=== What this task involves ===
Take each line from the entries that holds "crates" and copy it out.
=== Dataset ===
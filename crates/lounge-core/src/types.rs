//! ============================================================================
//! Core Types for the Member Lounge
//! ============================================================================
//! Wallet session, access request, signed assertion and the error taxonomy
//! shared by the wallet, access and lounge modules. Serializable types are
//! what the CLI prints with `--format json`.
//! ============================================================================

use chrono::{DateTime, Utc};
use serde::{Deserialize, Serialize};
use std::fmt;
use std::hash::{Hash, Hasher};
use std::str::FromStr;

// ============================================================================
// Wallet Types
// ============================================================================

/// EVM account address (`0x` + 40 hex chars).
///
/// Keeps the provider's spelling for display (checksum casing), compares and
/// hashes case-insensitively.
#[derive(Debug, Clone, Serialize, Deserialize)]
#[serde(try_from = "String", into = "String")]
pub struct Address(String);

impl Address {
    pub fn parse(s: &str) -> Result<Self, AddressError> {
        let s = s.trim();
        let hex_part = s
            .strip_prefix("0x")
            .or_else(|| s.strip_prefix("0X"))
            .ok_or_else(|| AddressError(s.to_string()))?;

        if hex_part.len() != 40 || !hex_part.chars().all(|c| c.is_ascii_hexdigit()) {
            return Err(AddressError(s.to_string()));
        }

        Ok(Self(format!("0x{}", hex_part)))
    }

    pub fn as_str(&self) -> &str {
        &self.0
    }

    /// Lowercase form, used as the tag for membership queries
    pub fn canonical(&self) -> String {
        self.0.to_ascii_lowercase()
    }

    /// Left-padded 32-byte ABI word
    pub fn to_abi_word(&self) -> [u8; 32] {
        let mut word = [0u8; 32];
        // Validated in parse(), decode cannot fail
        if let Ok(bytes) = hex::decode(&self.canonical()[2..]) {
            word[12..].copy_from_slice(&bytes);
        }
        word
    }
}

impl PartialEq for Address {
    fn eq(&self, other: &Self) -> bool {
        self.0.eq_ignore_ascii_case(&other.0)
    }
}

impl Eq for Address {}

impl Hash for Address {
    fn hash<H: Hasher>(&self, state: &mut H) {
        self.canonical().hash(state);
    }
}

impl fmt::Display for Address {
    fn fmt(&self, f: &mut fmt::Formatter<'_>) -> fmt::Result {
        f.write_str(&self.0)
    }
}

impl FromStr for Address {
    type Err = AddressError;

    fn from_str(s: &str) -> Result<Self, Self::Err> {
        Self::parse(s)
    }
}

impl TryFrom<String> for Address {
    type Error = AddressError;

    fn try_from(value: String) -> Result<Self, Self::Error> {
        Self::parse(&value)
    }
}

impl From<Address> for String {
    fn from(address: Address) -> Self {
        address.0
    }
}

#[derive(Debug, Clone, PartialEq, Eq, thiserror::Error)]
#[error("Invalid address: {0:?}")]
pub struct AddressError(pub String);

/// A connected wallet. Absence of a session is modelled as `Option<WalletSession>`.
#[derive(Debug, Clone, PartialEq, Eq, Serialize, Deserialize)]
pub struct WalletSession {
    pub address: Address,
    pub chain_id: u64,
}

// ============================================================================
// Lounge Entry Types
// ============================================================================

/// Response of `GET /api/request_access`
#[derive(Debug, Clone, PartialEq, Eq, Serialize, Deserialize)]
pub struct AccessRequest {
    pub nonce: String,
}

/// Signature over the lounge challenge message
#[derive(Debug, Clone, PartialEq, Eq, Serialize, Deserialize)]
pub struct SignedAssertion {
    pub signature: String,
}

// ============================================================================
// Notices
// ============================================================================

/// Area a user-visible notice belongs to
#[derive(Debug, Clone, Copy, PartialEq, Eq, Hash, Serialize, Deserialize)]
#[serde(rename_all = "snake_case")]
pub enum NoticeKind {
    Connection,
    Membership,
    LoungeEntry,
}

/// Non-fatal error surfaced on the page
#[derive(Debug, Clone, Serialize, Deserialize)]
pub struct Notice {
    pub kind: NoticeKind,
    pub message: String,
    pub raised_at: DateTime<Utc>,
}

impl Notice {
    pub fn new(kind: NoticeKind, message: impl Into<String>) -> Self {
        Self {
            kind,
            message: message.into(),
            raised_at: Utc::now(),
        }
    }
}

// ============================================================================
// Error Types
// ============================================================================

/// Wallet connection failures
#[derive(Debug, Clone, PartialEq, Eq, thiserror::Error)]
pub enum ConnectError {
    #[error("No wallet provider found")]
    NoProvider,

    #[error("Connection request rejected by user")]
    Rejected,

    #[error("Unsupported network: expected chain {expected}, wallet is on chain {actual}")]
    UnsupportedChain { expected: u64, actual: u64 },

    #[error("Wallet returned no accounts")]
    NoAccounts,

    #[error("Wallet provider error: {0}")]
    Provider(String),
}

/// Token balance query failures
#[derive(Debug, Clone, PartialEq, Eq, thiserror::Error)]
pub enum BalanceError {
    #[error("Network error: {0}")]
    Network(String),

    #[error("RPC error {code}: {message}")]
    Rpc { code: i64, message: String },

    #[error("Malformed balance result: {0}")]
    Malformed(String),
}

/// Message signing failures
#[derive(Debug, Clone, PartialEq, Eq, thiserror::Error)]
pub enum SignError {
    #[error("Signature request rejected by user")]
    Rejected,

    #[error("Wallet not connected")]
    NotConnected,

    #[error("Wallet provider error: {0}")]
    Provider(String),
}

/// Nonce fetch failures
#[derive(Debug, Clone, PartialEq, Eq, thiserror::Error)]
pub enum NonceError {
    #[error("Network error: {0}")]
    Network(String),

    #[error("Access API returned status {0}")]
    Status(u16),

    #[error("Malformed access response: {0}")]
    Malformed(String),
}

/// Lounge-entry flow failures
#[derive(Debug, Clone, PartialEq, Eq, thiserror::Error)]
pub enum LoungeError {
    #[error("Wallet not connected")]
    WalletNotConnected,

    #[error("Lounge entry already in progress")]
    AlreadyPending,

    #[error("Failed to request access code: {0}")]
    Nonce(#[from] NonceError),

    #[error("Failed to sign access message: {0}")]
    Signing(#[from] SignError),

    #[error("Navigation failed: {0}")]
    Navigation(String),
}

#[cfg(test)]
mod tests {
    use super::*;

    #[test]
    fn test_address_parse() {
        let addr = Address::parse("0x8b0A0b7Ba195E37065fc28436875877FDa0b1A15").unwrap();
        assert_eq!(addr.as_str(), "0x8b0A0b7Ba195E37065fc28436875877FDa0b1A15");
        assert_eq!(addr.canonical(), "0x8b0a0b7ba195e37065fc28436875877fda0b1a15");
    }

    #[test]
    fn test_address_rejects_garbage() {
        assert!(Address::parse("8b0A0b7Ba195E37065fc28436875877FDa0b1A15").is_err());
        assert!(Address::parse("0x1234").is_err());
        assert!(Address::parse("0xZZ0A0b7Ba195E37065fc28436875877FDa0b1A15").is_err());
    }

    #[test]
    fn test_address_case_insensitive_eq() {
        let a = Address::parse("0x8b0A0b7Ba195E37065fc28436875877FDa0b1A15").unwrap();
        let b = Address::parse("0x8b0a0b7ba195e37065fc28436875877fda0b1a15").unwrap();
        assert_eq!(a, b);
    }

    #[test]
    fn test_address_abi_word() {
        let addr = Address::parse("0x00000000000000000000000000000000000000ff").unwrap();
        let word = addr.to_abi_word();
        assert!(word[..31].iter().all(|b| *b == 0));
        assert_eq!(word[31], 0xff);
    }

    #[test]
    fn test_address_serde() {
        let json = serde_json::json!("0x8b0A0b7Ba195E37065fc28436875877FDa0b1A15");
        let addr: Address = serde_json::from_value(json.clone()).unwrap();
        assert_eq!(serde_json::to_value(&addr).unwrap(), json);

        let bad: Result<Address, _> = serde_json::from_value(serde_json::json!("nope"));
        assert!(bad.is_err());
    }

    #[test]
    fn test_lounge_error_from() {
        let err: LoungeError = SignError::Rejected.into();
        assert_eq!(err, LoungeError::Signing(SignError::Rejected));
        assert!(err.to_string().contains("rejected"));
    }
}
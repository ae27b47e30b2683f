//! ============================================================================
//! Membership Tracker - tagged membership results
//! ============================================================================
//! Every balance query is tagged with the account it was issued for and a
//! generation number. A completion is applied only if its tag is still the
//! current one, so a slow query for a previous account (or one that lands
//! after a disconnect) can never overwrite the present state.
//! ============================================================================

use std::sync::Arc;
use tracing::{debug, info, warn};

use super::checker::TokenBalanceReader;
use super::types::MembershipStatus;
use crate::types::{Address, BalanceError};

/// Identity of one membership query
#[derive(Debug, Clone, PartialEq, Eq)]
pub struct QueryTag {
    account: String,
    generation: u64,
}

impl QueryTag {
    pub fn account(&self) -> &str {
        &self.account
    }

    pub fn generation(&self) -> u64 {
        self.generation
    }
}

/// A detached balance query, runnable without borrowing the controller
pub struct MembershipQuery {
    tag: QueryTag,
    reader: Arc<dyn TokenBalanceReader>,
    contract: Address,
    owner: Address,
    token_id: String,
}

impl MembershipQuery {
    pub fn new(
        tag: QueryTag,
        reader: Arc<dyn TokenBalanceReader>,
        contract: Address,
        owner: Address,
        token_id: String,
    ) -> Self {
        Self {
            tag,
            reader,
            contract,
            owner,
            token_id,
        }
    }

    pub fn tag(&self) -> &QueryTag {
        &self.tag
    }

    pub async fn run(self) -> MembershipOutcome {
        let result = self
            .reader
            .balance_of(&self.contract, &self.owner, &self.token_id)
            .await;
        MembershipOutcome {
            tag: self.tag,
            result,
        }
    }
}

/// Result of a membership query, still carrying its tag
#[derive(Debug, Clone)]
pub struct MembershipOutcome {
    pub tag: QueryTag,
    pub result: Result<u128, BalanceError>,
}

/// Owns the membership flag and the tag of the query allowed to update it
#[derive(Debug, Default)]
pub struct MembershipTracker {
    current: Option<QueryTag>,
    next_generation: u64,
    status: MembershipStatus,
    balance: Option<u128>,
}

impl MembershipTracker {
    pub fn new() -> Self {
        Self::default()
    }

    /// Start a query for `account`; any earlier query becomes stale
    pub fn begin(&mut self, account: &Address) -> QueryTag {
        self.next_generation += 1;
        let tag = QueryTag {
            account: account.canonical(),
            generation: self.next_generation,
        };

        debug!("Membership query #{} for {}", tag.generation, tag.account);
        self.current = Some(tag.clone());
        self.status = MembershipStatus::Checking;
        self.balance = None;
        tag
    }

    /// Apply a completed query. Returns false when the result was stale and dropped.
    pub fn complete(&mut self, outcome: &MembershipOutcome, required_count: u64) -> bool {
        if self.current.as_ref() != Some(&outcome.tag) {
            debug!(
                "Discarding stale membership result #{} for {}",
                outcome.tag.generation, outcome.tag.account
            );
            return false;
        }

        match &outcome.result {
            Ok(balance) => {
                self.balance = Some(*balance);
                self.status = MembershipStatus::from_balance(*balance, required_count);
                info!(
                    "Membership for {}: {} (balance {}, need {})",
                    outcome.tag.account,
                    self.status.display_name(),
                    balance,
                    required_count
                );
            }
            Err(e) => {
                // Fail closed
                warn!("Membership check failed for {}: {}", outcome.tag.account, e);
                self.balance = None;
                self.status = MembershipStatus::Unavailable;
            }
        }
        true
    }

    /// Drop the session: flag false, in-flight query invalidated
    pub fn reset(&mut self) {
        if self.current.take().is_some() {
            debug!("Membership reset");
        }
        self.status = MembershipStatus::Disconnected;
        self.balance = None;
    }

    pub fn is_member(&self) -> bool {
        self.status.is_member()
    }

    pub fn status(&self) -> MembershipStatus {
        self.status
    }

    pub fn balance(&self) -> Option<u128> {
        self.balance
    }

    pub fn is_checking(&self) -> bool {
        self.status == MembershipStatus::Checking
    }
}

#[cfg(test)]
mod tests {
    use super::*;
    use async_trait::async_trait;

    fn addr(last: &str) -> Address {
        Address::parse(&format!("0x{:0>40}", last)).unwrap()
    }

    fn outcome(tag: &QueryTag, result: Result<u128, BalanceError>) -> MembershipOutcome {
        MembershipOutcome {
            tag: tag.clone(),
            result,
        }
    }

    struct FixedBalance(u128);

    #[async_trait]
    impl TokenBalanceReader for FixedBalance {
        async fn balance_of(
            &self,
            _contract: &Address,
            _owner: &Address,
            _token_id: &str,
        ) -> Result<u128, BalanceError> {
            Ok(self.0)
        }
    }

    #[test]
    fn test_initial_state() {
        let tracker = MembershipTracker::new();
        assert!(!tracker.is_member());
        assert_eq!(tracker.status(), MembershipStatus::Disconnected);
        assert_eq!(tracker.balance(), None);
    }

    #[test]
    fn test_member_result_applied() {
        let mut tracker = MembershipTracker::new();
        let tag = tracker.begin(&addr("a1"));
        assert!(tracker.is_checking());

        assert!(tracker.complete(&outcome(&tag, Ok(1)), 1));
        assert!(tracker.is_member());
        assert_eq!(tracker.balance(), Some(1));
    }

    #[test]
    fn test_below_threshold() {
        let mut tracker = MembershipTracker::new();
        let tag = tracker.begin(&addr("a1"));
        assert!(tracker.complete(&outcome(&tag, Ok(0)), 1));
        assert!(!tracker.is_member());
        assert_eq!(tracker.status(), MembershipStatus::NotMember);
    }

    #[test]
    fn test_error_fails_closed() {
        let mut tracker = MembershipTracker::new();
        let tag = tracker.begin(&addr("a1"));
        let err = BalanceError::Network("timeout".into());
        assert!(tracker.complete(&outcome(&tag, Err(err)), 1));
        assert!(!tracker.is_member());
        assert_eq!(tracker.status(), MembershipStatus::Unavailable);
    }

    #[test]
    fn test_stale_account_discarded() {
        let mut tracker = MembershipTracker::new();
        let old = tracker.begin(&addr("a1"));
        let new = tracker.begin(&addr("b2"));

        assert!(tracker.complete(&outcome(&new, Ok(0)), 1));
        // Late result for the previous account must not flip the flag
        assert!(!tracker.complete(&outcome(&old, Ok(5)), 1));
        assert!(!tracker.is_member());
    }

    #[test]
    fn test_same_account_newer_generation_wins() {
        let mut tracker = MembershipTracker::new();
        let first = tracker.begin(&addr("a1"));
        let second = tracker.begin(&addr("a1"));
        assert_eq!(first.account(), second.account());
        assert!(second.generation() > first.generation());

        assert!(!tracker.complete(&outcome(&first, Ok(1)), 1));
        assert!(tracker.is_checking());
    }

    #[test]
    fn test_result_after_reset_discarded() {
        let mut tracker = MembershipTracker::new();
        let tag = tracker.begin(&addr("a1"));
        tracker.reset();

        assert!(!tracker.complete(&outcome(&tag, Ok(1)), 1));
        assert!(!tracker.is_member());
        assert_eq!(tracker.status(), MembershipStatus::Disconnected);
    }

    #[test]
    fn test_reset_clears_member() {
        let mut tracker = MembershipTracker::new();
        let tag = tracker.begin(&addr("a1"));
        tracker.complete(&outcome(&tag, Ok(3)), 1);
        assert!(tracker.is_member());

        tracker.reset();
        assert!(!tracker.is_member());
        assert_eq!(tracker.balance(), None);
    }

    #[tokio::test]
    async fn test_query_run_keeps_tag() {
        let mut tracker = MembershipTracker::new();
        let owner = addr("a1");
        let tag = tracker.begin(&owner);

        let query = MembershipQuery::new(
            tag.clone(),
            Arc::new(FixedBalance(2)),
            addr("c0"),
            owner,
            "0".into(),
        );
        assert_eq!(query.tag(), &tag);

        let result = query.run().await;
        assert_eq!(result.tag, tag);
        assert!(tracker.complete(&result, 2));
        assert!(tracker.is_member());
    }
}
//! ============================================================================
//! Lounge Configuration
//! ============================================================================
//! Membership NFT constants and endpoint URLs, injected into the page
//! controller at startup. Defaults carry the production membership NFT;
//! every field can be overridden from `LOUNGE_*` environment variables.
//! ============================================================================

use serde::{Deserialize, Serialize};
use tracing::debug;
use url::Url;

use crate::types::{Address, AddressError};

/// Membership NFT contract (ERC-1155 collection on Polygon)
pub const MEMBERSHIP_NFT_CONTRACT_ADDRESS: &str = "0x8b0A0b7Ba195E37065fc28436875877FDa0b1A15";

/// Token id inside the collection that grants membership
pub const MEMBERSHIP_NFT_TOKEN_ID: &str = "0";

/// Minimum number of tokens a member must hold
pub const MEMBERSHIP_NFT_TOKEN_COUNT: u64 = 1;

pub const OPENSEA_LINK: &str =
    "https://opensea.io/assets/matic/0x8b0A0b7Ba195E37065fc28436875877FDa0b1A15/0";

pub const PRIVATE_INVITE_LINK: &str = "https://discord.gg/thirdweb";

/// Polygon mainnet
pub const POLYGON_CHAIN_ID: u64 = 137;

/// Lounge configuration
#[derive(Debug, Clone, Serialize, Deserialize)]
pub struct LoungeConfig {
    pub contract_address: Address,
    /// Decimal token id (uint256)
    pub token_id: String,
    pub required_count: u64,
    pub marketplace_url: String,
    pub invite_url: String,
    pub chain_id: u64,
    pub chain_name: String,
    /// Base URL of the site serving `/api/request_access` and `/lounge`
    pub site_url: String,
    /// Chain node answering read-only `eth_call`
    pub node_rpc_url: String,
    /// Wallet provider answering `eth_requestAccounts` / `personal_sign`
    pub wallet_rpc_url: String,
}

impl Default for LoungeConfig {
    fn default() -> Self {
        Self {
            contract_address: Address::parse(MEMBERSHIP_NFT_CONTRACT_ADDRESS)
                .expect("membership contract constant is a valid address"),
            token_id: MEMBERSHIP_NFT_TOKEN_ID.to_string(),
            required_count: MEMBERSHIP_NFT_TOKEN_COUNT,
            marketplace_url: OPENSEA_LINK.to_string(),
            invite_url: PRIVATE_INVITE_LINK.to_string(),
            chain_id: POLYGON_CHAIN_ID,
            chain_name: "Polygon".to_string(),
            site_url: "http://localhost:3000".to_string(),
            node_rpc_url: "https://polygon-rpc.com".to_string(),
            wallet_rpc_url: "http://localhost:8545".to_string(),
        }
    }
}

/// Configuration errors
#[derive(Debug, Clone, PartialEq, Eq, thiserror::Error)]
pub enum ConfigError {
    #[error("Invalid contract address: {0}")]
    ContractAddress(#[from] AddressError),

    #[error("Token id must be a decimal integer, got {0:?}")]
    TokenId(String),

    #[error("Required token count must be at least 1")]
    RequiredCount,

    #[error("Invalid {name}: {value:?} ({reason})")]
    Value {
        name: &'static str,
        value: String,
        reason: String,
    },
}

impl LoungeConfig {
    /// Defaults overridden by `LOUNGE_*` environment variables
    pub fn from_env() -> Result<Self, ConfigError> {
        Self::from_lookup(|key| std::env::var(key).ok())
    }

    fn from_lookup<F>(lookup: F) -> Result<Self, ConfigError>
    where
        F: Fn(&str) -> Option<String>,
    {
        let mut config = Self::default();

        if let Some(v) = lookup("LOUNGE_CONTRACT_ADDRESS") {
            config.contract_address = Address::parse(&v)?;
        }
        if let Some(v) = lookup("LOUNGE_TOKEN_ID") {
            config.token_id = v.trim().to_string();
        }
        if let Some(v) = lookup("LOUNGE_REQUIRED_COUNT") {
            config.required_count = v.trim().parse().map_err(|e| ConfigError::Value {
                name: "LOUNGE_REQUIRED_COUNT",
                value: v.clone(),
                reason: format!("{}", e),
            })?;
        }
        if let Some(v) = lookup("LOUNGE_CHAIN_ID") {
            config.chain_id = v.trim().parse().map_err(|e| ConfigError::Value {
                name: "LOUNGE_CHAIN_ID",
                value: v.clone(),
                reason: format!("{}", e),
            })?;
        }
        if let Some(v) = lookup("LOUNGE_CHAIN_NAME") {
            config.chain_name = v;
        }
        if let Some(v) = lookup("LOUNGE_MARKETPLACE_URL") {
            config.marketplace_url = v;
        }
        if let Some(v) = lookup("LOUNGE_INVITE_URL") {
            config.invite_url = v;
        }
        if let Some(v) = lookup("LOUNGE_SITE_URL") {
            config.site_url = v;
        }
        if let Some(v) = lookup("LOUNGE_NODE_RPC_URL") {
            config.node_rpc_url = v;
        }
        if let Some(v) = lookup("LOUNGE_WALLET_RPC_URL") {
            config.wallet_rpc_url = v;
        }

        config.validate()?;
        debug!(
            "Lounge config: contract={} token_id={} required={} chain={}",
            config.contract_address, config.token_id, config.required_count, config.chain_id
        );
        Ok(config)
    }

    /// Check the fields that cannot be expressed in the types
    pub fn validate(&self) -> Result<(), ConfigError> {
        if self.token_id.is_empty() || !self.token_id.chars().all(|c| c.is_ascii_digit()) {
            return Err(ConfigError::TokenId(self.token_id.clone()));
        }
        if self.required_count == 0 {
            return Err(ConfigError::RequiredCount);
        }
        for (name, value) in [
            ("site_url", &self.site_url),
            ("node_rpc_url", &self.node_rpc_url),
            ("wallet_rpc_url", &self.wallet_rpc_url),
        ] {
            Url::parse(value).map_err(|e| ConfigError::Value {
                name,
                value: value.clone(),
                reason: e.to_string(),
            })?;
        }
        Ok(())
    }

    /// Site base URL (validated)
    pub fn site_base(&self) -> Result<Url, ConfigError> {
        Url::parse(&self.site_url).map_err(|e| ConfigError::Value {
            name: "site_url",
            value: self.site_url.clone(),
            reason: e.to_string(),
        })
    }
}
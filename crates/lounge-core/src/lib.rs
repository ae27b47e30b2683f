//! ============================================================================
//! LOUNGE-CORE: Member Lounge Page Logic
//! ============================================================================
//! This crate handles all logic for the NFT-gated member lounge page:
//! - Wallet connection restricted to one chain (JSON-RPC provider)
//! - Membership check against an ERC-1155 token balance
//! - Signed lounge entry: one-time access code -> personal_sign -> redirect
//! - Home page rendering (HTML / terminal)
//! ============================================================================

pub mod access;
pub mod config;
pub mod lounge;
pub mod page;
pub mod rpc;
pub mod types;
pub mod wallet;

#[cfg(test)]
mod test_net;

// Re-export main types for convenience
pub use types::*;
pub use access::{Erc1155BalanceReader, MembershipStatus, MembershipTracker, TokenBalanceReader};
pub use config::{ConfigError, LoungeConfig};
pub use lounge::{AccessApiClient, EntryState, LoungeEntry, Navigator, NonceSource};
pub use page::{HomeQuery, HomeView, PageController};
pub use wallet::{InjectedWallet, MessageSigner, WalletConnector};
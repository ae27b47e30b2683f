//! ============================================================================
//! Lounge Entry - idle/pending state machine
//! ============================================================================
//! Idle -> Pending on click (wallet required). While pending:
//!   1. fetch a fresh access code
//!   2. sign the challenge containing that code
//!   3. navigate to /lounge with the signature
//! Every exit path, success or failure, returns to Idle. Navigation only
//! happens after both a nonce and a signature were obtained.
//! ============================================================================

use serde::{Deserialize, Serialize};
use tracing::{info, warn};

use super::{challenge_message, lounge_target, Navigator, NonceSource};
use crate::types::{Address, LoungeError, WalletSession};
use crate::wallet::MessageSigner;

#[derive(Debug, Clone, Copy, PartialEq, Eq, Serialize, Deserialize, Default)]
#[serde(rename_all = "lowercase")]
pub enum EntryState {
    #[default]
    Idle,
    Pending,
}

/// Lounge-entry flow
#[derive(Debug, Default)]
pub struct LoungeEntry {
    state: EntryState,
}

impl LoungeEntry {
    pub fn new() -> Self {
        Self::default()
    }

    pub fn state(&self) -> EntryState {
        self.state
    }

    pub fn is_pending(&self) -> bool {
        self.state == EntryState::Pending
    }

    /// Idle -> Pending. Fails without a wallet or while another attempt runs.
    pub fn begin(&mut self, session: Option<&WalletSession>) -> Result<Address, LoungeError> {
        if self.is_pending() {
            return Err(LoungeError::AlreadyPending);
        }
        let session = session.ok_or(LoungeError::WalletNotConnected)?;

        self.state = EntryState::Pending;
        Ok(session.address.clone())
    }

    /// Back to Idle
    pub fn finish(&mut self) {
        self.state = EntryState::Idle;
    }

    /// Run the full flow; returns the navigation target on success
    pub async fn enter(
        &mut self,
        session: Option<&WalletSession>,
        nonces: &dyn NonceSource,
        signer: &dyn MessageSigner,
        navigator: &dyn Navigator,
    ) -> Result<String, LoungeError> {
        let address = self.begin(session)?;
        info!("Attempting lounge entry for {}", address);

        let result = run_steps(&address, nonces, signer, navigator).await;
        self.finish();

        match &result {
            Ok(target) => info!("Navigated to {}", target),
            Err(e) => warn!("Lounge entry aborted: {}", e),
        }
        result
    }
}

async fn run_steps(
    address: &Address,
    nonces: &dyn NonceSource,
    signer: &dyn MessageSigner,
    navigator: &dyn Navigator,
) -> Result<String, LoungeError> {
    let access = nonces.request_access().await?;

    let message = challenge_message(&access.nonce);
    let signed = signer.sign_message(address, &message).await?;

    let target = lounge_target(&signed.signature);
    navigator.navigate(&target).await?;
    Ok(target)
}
===
=== Worked solution ===
filename crates/lounge-core/src/types.rs
filename crates/lounge-core/src/lib.rs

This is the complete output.